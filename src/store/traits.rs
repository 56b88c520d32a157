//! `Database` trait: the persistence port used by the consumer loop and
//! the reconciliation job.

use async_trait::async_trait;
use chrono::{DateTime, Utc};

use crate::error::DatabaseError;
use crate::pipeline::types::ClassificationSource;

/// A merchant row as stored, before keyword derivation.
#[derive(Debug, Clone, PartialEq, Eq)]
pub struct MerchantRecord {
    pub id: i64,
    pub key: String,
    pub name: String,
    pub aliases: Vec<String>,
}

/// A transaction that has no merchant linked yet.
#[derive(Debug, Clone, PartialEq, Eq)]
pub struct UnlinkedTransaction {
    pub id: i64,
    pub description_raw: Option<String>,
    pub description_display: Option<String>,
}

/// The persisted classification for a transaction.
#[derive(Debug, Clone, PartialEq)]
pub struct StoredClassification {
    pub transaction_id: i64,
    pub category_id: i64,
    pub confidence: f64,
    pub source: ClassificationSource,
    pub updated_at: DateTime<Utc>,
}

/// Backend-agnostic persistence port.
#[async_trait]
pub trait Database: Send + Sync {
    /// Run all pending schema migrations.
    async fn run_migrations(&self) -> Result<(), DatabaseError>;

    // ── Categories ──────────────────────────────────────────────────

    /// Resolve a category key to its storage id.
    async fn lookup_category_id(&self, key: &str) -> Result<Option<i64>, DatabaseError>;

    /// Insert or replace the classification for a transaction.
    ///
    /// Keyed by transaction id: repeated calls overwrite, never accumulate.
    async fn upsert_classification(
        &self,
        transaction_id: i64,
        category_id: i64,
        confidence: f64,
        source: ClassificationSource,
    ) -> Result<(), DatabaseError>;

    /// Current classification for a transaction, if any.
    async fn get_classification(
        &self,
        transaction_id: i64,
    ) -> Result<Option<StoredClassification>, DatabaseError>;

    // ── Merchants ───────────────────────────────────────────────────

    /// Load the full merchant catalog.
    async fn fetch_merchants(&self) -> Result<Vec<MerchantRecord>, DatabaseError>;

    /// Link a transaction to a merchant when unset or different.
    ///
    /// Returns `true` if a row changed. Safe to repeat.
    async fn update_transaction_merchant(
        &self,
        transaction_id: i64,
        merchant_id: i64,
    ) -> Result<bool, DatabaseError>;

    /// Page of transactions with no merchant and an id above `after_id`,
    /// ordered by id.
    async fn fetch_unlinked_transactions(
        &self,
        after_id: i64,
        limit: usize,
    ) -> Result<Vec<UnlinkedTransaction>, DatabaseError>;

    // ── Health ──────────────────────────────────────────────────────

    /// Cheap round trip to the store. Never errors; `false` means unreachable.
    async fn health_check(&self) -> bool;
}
******
Copy out the data in full, exactly.

filename src/store/traits.rs
repository 56b88c520d32a157
//! `Database` trait: the persistence port used by the consumer loop and
//! the reconciliation job.

use async_trait::async_trait;
use chrono::{DateTime, Utc};

use crate::error::DatabaseError;
use crate::pipeline::types::ClassificationSource;

/// A merchant row as stored, before keyword derivation.
#[derive(Debug, Clone, PartialEq, Eq)]
pub struct MerchantRecord {
    pub id: i64,
    pub key: String,
    pub name: String,
    pub aliases: Vec<String>,
}

/// A transaction that has no merchant linked yet.
#[derive(Debug, Clone, PartialEq, Eq)]
pub struct UnlinkedTransaction {
    pub id: i64,
    pub description_raw: Option<String>,
    pub description_display: Option<String>,
}

/// The persisted classification for a transaction.
#[derive(Debug, Clone, PartialEq)]
pub struct StoredClassification {
    pub transaction_id: i64,
    pub category_id: i64,
    pub confidence: f64,
    pub source: ClassificationSource,
    pub updated_at: DateTime<Utc>,
}

/// Backend-agnostic persistence port.
#[async_trait]
pub trait Database: Send + Sync {
    /// Run all pending schema migrations.
    async fn run_migrations(&self) -> Result<(), DatabaseError>;

    // ── Categories ──────────────────────────────────────────────────

    /// Resolve a category key to its storage id.
    async fn lookup_category_id(&self, key: &str) -> Result<Option<i64>, DatabaseError>;

    /// Insert or replace the classification for a transaction.
    ///
    /// Keyed by transaction id: repeated calls overwrite, never accumulate.
    async fn upsert_classification(
        &self,
        transaction_id: i64,
        category_id: i64,
        confidence: f64,
        source: ClassificationSource,
    ) -> Result<(), DatabaseError>;

    /// Current classification for a transaction, if any.
    async fn get_classification(
        &self,
        transaction_id: i64,
    ) -> Result<Option<StoredClassification>, DatabaseError>;

    // ── Merchants ───────────────────────────────────────────────────

    /// Load the full merchant catalog.
    async fn fetch_merchants(&self) -> Result<Vec<MerchantRecord>, DatabaseError>;

    /// Link a transaction to a merchant when unset or different.
    ///
    /// Returns `true` if a row changed. Safe to repeat.
    async fn update_transaction_merchant(
        &self,
        transaction_id: i64,
        merchant_id: i64,
    ) -> Result<bool, DatabaseError>;

    /// Page of transactions with no merchant and an id above `after_id`,
    /// ordered by id.
    async fn fetch_unlinked_transactions(
        &self,
        after_id: i64,
        limit: usize,
    ) -> Result<Vec<UnlinkedTransaction>, DatabaseError>;

    // ── Health ──────────────────────────────────────────────────────

    /// Cheap round trip to the store. Never errors; `false` means unreachable.
    async fn health_check(&self) -> bool;
}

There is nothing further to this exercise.